The high-tech steel and glass architectural language in which all these new buildings are expressed is intended to make the most of views. Yet in importing the tropes of a commercial architecture intended to last for a quarter of a century or more, it instead results in a cold, alienated landscape, free of texture and grain, free of anything that might anchor it in the city.
Developments are conceived as objects – there are no streets or lanes, just impenetrable superblocks separating the river from the city. But most of all, they turn the river into a ghetto – exactly the kind of residential monoculture we should have learnt to avoid after the low points of modernist planning.
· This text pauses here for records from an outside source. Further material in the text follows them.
//! Launch design inputs and classified results.

use serde::{Deserialize, Serialize};

/// A rocket design submitted to the launch evaluator.
#[derive(Debug, Clone, Copy, PartialEq, Serialize, Deserialize)]
pub struct LaunchDesign {
    /// Engine thrust, kN
    pub thrust_kn: f64,

    /// Carried fuel, kg
    pub fuel_mass_kg: f64,

    /// Payload, kg
    pub payload_mass_kg: f64,
}

impl LaunchDesign {
    /// Create a design.
    pub fn new(thrust_kn: f64, fuel_mass_kg: f64, payload_mass_kg: f64) -> Self {
        Self {
            thrust_kn,
            fuel_mass_kg,
            payload_mass_kg,
        }
    }
}

impl Default for LaunchDesign {
    /// The lab's starting design.
    fn default() -> Self {
        Self::new(300.0, 5000.0, 200.0)
    }
}

/// Discrete mission outcome.
#[derive(Debug, Clone, Copy, PartialEq, Eq, Hash, Serialize, Deserialize)]
pub enum LaunchOutcome {
    /// Thrust-to-weight below 1, the rocket never leaves the pad
    LaunchFailure,
    /// Lifted off but far short of orbital velocity
    InsufficientVelocity,
    /// Reached altitude without achieving orbit
    PartialSuccess,
    /// Stable low orbit
    OrbitAchieved,
}

impl LaunchOutcome {
    /// Short status line.
    pub fn status(self) -> &'static str {
        match self {
            LaunchOutcome::LaunchFailure => "Launch Failure",
            LaunchOutcome::InsufficientVelocity => "Insufficient Velocity",
            LaunchOutcome::PartialSuccess => "Partial Success",
            LaunchOutcome::OrbitAchieved => "Orbit Achieved!",
        }
    }

    /// Whether this counts as a successful launch.
    pub fn is_success(self) -> bool {
        matches!(self, LaunchOutcome::OrbitAchieved)
    }
}

/// Result of evaluating a design.
#[derive(Debug, Clone, Copy, PartialEq, Serialize, Deserialize)]
pub struct LaunchReport {
    /// The evaluated design
    pub design: LaunchDesign,

    /// Classified outcome
    pub outcome: LaunchOutcome,

    /// Reported altitude, km
    pub altitude_km: u32,

    /// Thrust-to-weight ratio at liftoff
    pub thrust_to_weight: f64,

    /// Achievable velocity change, m/s
    pub delta_v: f64,

    /// Fuel + payload + structure, kg
    pub total_mass_kg: f64,
}

impl LaunchReport {
    /// Whether the launch reached orbit.
    pub fn is_success(&self) -> bool {
        self.outcome.is_success()
    }

    /// Explanation shown alongside the status line.
    pub fn details(&self) -> String {
        match self.outcome {
            LaunchOutcome::LaunchFailure => {
                "Thrust-to-weight ratio below 1! Rocket cannot lift off. Increase thrust or reduce mass."
                    .to_string()
            }
            LaunchOutcome::InsufficientVelocity => {
                "Not enough delta-v to reach orbit. Add more fuel or reduce payload.".to_string()
            }
            LaunchOutcome::PartialSuccess => format!(
                "Reached {}km but couldn't achieve orbit. Need more delta-v!",
                self.altitude_km
            ),
            LaunchOutcome::OrbitAchieved => format!(
                "Congratulations! Your rocket reached stable Low Earth Orbit at {}km.",
                self.altitude_km
            ),
        }
    }
}

/// Inclusive bounds for one design parameter.
#[derive(Debug, Clone, Copy, PartialEq, Serialize, Deserialize)]
pub struct Bounds {
    /// Lowest accepted value
    pub min: f64,
    /// Highest accepted value
    pub max: f64,
}

impl Bounds {
    /// Create bounds.
    pub const fn new(min: f64, max: f64) -> Self {
        Self { min, max }
    }

    /// Whether `value` lies within the bounds.
    pub fn contains(&self, value: f64) -> bool {
        value >= self.min && value <= self.max
    }
}

/// Input ranges the design controls allow.
#[derive(Debug, Clone, Copy, PartialEq, Serialize, Deserialize)]
#[serde(default)]
pub struct DesignRanges {
    /// Thrust, kN
    pub thrust_kn: Bounds,
    /// Fuel mass, kg
    pub fuel_mass_kg: Bounds,
    /// Payload mass, kg
    pub payload_mass_kg: Bounds,
}

impl Default for DesignRanges {
    fn default() -> Self {
        Self {
            thrust_kn: Bounds::new(100.0, 800.0),
            fuel_mass_kg: Bounds::new(1000.0, 15000.0),
            payload_mass_kg: Bounds::new(50.0, 1000.0),
        }
    }
}

/// A design parameter outside its allowed range.
#[derive(Debug, Clone, PartialEq, thiserror::Error)]
#[error("{parameter} {value} is outside [{}, {}]", .bounds.min, .bounds.max)]
pub struct DesignError {
    /// Offending parameter name
    pub parameter: &'static str,
    /// Submitted value
    pub value: f64,
    /// Allowed range
    pub bounds: Bounds,
}

impl DesignRanges {
    /// Check every parameter of `design`, reporting the first violation.
    pub fn validate(&self, design: &LaunchDesign) -> Result<(), DesignError> {
        let checks = [
            ("thrust", design.thrust_kn, self.thrust_kn),
            ("fuel mass", design.fuel_mass_kg, self.fuel_mass_kg),
            ("payload mass", design.payload_mass_kg, self.payload_mass_kg),
        ];

        for (parameter, value, bounds) in checks {
            if !bounds.contains(value) {
                return Err(DesignError {
                    parameter,
                    value,
                    bounds,
                });
            }
        }
        Ok(())
    }
}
A boat trip down almost any part of London’s river is a shock. The architecture is appalling. Dim, anonymous, globalised and formulaic, it could be anywhere – but no other western European capital would allow anything of this paucity of quality.
From the 1950s to the 1970s, the South Bank at Waterloo was conceived as a space for culture and experimentation, it became the site of the radical temporary architecture of the Festival of Britain and the utopian modernism of everything from the Festival Hall to the brutalist Hayward Gallery. It was recaptured for the public.
Tate Modern was the last gasp of this era. Now, the river is being returned to private ownership, monopolised by a layer of dwellings for the wealthy.
The result is a sterile landscape of investment without connection. It is a grim indictment of a city that seems entirely to lack a vision of what it wants to be.